Microsoft unveils ‘mixed reality’ holoportation technology

Microsoft has unveiled a mixed reality platform which uses holographic technologies on a range of devices to enable people in different physical locations to share in experiences and collaborate.

Microsoft Mesh, which runs on Azure’s cloud-based platform, enables users of Microsoft HoloLens, VR headsets, smartphones, tablets or PCs to collaborate, solve problems and design new things from different places.

The technology was unveiled by Alex Kipman, technical fellow, Microsoft AI + Mixed Reality at Microsoft’s Ignite event.

Kipman appeared on the virtual stage as a fully realized holoportation of himself, narrating the show’s opening experience in real time as rays of light that simulated his physical body.

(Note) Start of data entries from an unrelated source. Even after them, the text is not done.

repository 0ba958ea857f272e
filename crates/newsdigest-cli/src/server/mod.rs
//! HTTP transport for the summary pipeline
//!
//! # Routes
//!
//! - `GET /` - Service status
//! - `POST /summarize` - NDJSON stream of summaries for a URL or parameter map
//! - `POST /summarize/events` - Same, as server-sent events
//! - `POST /top-headlines` - NDJSON stream restricted to top headlines
//! - `GET /top-headlines` - Aggregated digest of top headlines
//! - `GET /headlines/:category` - NDJSON stream for a category preset

use std::sync::Arc;

use axum::{
    http::HeaderValue,
    routing::{get, post},
    Router,
};
use tokio::net::TcpListener;
use tower_http::cors::{AllowOrigin, Any, CorsLayer};
use tower_http::trace::TraceLayer;

use newsdigest_core::{AppConfig, SummaryPipeline};

pub mod error_response;
pub mod routes;
pub mod state;

pub use error_response::ApiError;
pub use state::AppState;

/// Create the router with all routes and the CORS layer
pub fn create_router(state: AppState) -> Router {
    let cors = build_cors_layer(&state.config.server.cors_origins);

    Router::new()
        .route("/", get(routes::root))
        .route("/summarize", post(routes::summarize))
        .route("/summarize/events", post(routes::summarize_events))
        .route(
            "/top-headlines",
            post(routes::top_headlines_stream).get(routes::top_headlines_digest),
        )
        .route("/headlines/:category", get(routes::category_headlines))
        .layer(cors)
        .layer(TraceLayer::new_for_http())
        .with_state(state)
}

fn build_cors_layer(origins: &[String]) -> CorsLayer {
    let allow_any = origins.iter().any(|o| o == "*");

    if allow_any || origins.is_empty() {
        CorsLayer::new()
            .allow_origin(Any)
            .allow_methods(Any)
            .allow_headers(Any)
    } else {
        let allowed: Vec<HeaderValue> = origins.iter().filter_map(|o| o.parse().ok()).collect();

        CorsLayer::new()
            .allow_origin(AllowOrigin::list(allowed))
            .allow_methods(Any)
            .allow_headers(Any)
    }
}

/// Bind and serve until the process is stopped
pub async fn start_server(config: Arc<AppConfig>, bind_address: &str) -> anyhow::Result<()> {
    let pipeline = SummaryPipeline::from_config(&config)?;
    let app = create_router(AppState::new(pipeline, config));

    let listener = TcpListener::bind(bind_address).await?;
    tracing::info!(address = %bind_address, "HTTP server listening");

    axum::serve(listener, app).await?;

    tracing::info!("HTTP server stopped");
    Ok(())
}
use std::path::PathBuf;
use std::sync::Arc;

use anyhow::Result;
use clap::{Parser, Subcommand};
use tracing_subscriber::{layer::SubscriberExt, util::SubscriberInitExt};

use newsdigest_core::AppConfig;

mod commands;
mod server;

#[derive(Parser)]
#[command(name = "newsdigest")]
#[command(author, version, about = "Stream AI summaries of news articles")]
struct Cli {
    /// Path to the config file (default: ~/.config/newsdigest/config.toml)
    #[arg(long, global = true, env = "NEWSDIGEST_CONFIG")]
    config: Option<PathBuf>,

    #[command(subcommand)]
    command: Commands,
}

#[derive(Subcommand)]
enum Commands {
    /// Summarize articles for a news API URL or a set of parameters
    Summarize {
        /// Full news API URL, e.g. https://newsapi.org/v2/everything?q=rust
        #[arg(long, conflicts_with_all = ["params", "endpoint"])]
        url: Option<String>,
        /// Query parameter as KEY=VALUE (repeatable)
        #[arg(short = 'p', long = "param", value_parser = commands::summarize::parse_key_val)]
        params: Vec<(String, String)>,
        /// Endpoint name: everything, top-headlines or sources
        #[arg(short = 'e', long)]
        endpoint: Option<String>,
        /// Number of articles to summarize
        #[arg(short = 'n', long = "max-articles")]
        max_articles: Option<u32>,
    },
    /// Summarize top headlines for a category
    Headlines {
        /// technology, business, ai, india, or any news API category
        #[arg(short = 'c', long)]
        category: Option<String>,
        /// Two-letter country code
        #[arg(long)]
        country: Option<String>,
        /// Number of articles to summarize
        #[arg(short = 'n', long = "max-articles")]
        max_articles: Option<u32>,
    },
    /// Run the HTTP server
    Serve {
        /// Address to bind, e.g. 127.0.0.1:8000
        #[arg(short = 'b', long)]
        bind: Option<String>,
    },
}

#[tokio::main]
async fn main() -> Result<()> {
    let cli = Cli::parse();

    // Load configuration
    let config = match cli.config {
        Some(ref path) => AppConfig::load_from(path)?,
        None => AppConfig::load()?,
    };

    // Initialize logging on stderr so stdout carries only events
    tracing_subscriber::registry()
        .with(tracing_subscriber::EnvFilter::new(
            std::env::var("RUST_LOG").unwrap_or_else(|_| config.general.log_level.clone()),
        ))
        .with(
            tracing_subscriber::fmt::layer()
                .with_target(false)
                .with_writer(std::io::stderr),
        )
        .init();

    let config = Arc::new(config);

    match cli.command {
        Commands::Summarize {
            url,
            params,
            endpoint,
            max_articles,
        } => {
            let raw = commands::summarize::build_query(url, params, endpoint)?;
            commands::summarize::run(&config, raw, max_articles).await
        }
        Commands::Headlines {
            category,
            country,
            max_articles,
        } => {
            commands::headlines::run(&config, category.as_deref(), country.as_deref(), max_articles).await
        }
        Commands::Serve { bind } => commands::serve::run(config, bind).await,
    }
}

Holoportation, uses 3D capture technology to beam a lifelike image of a person into a virtual scene. In the company’s first keynote experience designed entirely for mixed reality, people attending the conference from living rooms and home offices around the world could experience the show as avatars watching events unfold in a shared holographic world, Microsoft said in a blog post.

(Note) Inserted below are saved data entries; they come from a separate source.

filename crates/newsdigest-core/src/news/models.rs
use serde::{Deserialize, Serialize};

/// Summary text used when an article carries nothing to summarize
pub const NO_CONTENT_PLACEHOLDER: &str = "No content available for summarization.";

/// Publisher reference embedded in an article record
#[derive(Debug, Clone, Default, Serialize, Deserialize, PartialEq)]
pub struct ArticleSourceRef {
    #[serde(default)]
    pub id: Option<String>,
    #[serde(default)]
    pub name: Option<String>,
}

/// One article as returned by the news API
#[derive(Debug, Clone, Default, Serialize, Deserialize, PartialEq)]
#[serde(rename_all = "camelCase")]
pub struct ArticleRecord {
    #[serde(default)]
    pub source: ArticleSourceRef,
    #[serde(default)]
    pub author: Option<String>,
    #[serde(default)]
    pub title: Option<String>,
    #[serde(default)]
    pub description: Option<String>,
    #[serde(default)]
    pub url: Option<String>,
    #[serde(default)]
    pub url_to_image: Option<String>,
    #[serde(default)]
    pub published_at: Option<String>,
    #[serde(default)]
    pub content: Option<String>,
}

impl ArticleRecord {
    /// Text to summarize: the body if present, else the description
    pub fn summarizable_text(&self) -> Option<&str> {
        [self.content.as_deref(), self.description.as_deref()]
            .into_iter()
            .flatten()
            .find(|text| !text.trim().is_empty())
    }

    /// Title for log lines and failure messages
    pub fn display_title(&self) -> &str {
        self.title
            .as_deref()
            .filter(|t| !t.trim().is_empty())
            .unwrap_or("unknown")
    }

    /// Build a summary carrying this article's metadata
    pub fn to_summary(&self, summary_text: String) -> ArticleSummary {
        ArticleSummary {
            title: self.title.clone().unwrap_or_default(),
            source: self.source.name.clone().unwrap_or_default(),
            published_date: self.published_at.clone().unwrap_or_default(),
            summary_text,
            url: self.url.clone().unwrap_or_default(),
        }
    }
}

/// Decoded body of a successful news API response
#[derive(Debug, Clone, Deserialize)]
pub struct ArticlesResponse {
    #[serde(default)]
    pub articles: Vec<ArticleRecord>,
}

/// Decoded body of a failed news API response
#[derive(Debug, Clone, Deserialize)]
pub struct ApiErrorBody {
    #[serde(default)]
    pub code: Option<String>,
    #[serde(default)]
    pub message: Option<String>,
}

/// A summarized article
#[derive(Debug, Clone, Serialize, Deserialize, PartialEq)]
pub struct ArticleSummary {
    pub title: String,
    pub source: String,
    pub published_date: String,
    #[serde(rename = "summary")]
    pub summary_text: String,
    pub url: String,
}

impl ArticleSummary {
    pub fn is_placeholder(&self) -> bool {
        self.summary_text == NO_CONTENT_PLACEHOLDER
    }
}
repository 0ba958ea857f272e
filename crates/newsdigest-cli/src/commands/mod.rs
pub mod headlines;
pub mod serve;
pub mod summarize;

use std::io::Write;

use anyhow::Result;
use futures::StreamExt;

use newsdigest_core::SummaryStream;

/// Write each event to stdout as one JSON line, flushing as it arrives
pub(crate) async fn print_events(mut stream: SummaryStream) -> Result<()> {
    let total = stream.total_count();
    let mut failed = 0;

    while let Some(event) = stream.next().await {
        if !event.is_success() {
            failed += 1;
        }

        let mut stdout = std::io::stdout().lock();
        serde_json::to_writer(&mut stdout, &event)?;
        writeln!(stdout)?;
        stdout.flush()?;
    }

    tracing::info!("Streamed {} articles ({} failed)", total, failed);
    Ok(())
}
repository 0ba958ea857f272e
pub mod providers;
mod summarizer;

pub use summarizer::Summarizer;
//! Conversion of core errors into HTTP responses

use axum::{
    http::StatusCode,
    response::{IntoResponse, Response},
    Json,
};
use newsdigest_core::Error;
use serde::Serialize;

/// JSON error body
#[derive(Debug, Serialize)]
pub struct ErrorBody {
    pub error: &'static str,
    pub message: String,
}

/// Handler error wrapping a core error
#[derive(Debug)]
pub struct ApiError(pub Error);

impl ApiError {
    pub fn status_code(&self) -> StatusCode {
        match self.0 {
            Error::InvalidInput(_) => StatusCode::BAD_REQUEST,
            Error::Upstream(_) => StatusCode::BAD_GATEWAY,
            _ => StatusCode::INTERNAL_SERVER_ERROR,
        }
    }

    pub fn error_code(&self) -> &'static str {
        match self.0 {
            Error::InvalidInput(_) => "invalid_input",
            Error::Upstream(_) => "upstream_error",
            Error::Summarization(_) => "summarization_error",
            Error::Config(_) => "config_error",
            _ => "internal_error",
        }
    }
}

impl From<Error> for ApiError {
    fn from(err: Error) -> Self {
        Self(err)
    }
}

impl IntoResponse for ApiError {
    fn into_response(self) -> Response {
        let status = self.status_code();
        if status.is_server_error() {
            tracing::error!("Request failed: {}", self.0);
        } else {
            tracing::debug!("Rejected request: {}", self.0);
        }

        let body = ErrorBody {
            error: self.error_code(),
            message: self.0.to_string(),
        };

        (status, Json(body)).into_response()
    }
}
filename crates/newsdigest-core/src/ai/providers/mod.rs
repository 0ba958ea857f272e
mod claude_api;
mod openai;

pub use claude_api::ClaudeApiProvider;
pub use openai::OpenAiProvider;

use crate::Result;

/// Trait for language-model completion providers
#[async_trait::async_trait]
pub trait AiProvider: Send + Sync {
    /// Short provider name for logs
    fn name(&self) -> &str;

    /// Send one prompt and return the model's free-form reply
    async fn complete(&self, prompt: &str) -> Result<String>;
}
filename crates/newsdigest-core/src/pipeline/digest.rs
use chrono::{SecondsFormat, Utc};
use futures::StreamExt;
use serde::{Deserialize, Serialize};

use super::event::{Outcome, SummaryStream};
use crate::news::ArticleSummary;

/// Aggregated result of one fully consumed summary stream
#[derive(Debug, Clone, Serialize, Deserialize, PartialEq)]
pub struct NewsDigest {
    pub status: String,
    pub query_info: String,
    pub summaries: Vec<ArticleSummary>,
    pub failed: usize,
    /// RFC 3339, UTC
    pub timestamp: String,
}

/// Drain a stream into a digest; successes keep fetch order, failures are counted
pub async fn collect_digest(mut stream: SummaryStream, query_info: impl Into<String>) -> NewsDigest {
    let mut summaries = Vec::with_capacity(stream.total_count());
    let mut failed = 0;

    while let Some(event) = stream.next().await {
        match event.outcome {
            Outcome::Success(summary) => summaries.push(summary),
            Outcome::Failure(message) => {
                tracing::debug!("Digest skipping article {}: {}", event.sequence_number, message);
                failed += 1;
            }
        }
    }

    NewsDigest {
        status: "success".to_string(),
        query_info: query_info.into(),
        summaries,
        failed,
        timestamp: Utc::now().to_rfc3339_opts(SecondsFormat::Secs, true),
    }
}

“This has been the dream for mixed reality, the idea from the very beginning,” said Kipman. “You can actually feel like you’re in the same place with someone sharing content or you can teleport from different mixed reality devices and be present with people even when you’re not physically together.”

James Cameron, the filmmaker and ocean explorer, and John Hanke, chief executive and founder of leading augmented reality company Niantic also joined Kipman remotely to spotlight how Microsoft Mesh is helping them create shared experiences across the virtual and physical worlds.

Cameron, discussed how OceanX, a non-profit that merges cutting edge science with compelling storytelling and product and technology experiences to support ocean awareness, will be collaborating with Microsoft to create a Mesh-enabled “holographic laboratory” on the OceanXplorer.

Hanke,demonstrated Niantic’s work on a proof-of-concept Pokémon GO demo experience that runs on HoloLens 2. The demo showcased Niantic and Microsoft’s vision for their new collaboration that will build on the two companies mixed and augmented reality capabilities.

In a blog post Microsoft said that Mesh will also “enable geographically distributed teams to have more collaborative meetings, conduct virtual design sessions, assist others, learn together and host virtual social meetups. People will initially be able to express themselves as avatars in these shared virtual experiences and over time use holoportation to project themselves as their most lifelike, photorealistic selves.”

Over time, the company said it expects customers will be able to choose from a growing set of Microsoft Mesh-enabled applications built by external developers and partners, and also to benefit from planned integration with Microsoft products such as Microsoft Teams and Dynamics 365.

“This is why we’ve been so passionate about mixed reality as the next big medium for collaborative computing,” Kipman said. “It’s magical when two people see the same hologram.”